Reproduce each entry below verbatim.

## SOURCE DATA
== == ==

//! Table state machines (pure).
//!
//! Every transition here is a plain function or method over owned state,
//! testable without a terminal. Nothing in this module performs I/O; requests
//! that need the outside world (fetches, saves) are handed back to the caller.

pub mod coordinator;
pub mod debounce;
pub mod inline_edit;
pub mod load_state;
pub mod reorder;
pub mod selection;
pub mod session;
pub mod table_state;
pub mod text_input;

// Re-export for convenience
pub use coordinator::{Coordinator, DataMode, DataQuery, FetchRequest, FetchTicket, Outcome};
pub use debounce::{Debouncer, DEFAULT_SEARCH_DEBOUNCE};
pub use inline_edit::{
    EditKey, EditKeyOutcome, EditState, EditingCell, InlineEditor, SaveOutcome, SaveRequest, SaveTicket,
};
pub use load_state::LoadState;
pub use reorder::{ReorderMode, ReorderProtocol};
pub use selection::{BulkActions, BulkHandler, PageSelection, SelectionSnapshots};
pub use session::{
    FetchResponse, NoCallbacks, TableCallbacks, TableFeatures, TableSession, TableSessionBuilder,
    DEFAULT_OVERSCAN, DEFAULT_PAGE_SIZE,
};
pub use table_state::{ChangeSet, StateListener, SubscriptionId, TableState, TableStatePatch, TableStore};
pub use text_input::TextInput;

== == ==

## OUTPUT OF THE EXERCISE
//! Table state machines (pure).
//!
//! Every transition here is a plain function or method over owned state,
//! testable without a terminal. Nothing in this module performs I/O; requests
//! that need the outside world (fetches, saves) are handed back to the caller.

pub mod coordinator;
pub mod debounce;
pub mod inline_edit;
pub mod load_state;
pub mod reorder;
pub mod selection;
pub mod session;
pub mod table_state;
pub mod text_input;

// Re-export for convenience
pub use coordinator::{Coordinator, DataMode, DataQuery, FetchRequest, FetchTicket, Outcome};
pub use debounce::{Debouncer, DEFAULT_SEARCH_DEBOUNCE};
pub use inline_edit::{
    EditKey, EditKeyOutcome, EditState, EditingCell, InlineEditor, SaveOutcome, SaveRequest, SaveTicket,
};
pub use load_state::LoadState;
pub use reorder::{ReorderMode, ReorderProtocol};
pub use selection::{BulkActions, BulkHandler, PageSelection, SelectionSnapshots};
pub use session::{
    FetchResponse, NoCallbacks, TableCallbacks, TableFeatures, TableSession, TableSessionBuilder,
    DEFAULT_OVERSCAN, DEFAULT_PAGE_SIZE,
};
pub use table_state::{ChangeSet, StateListener, SubscriptionId, TableState, TableStatePatch, TableStore};
pub use text_input::TextInput;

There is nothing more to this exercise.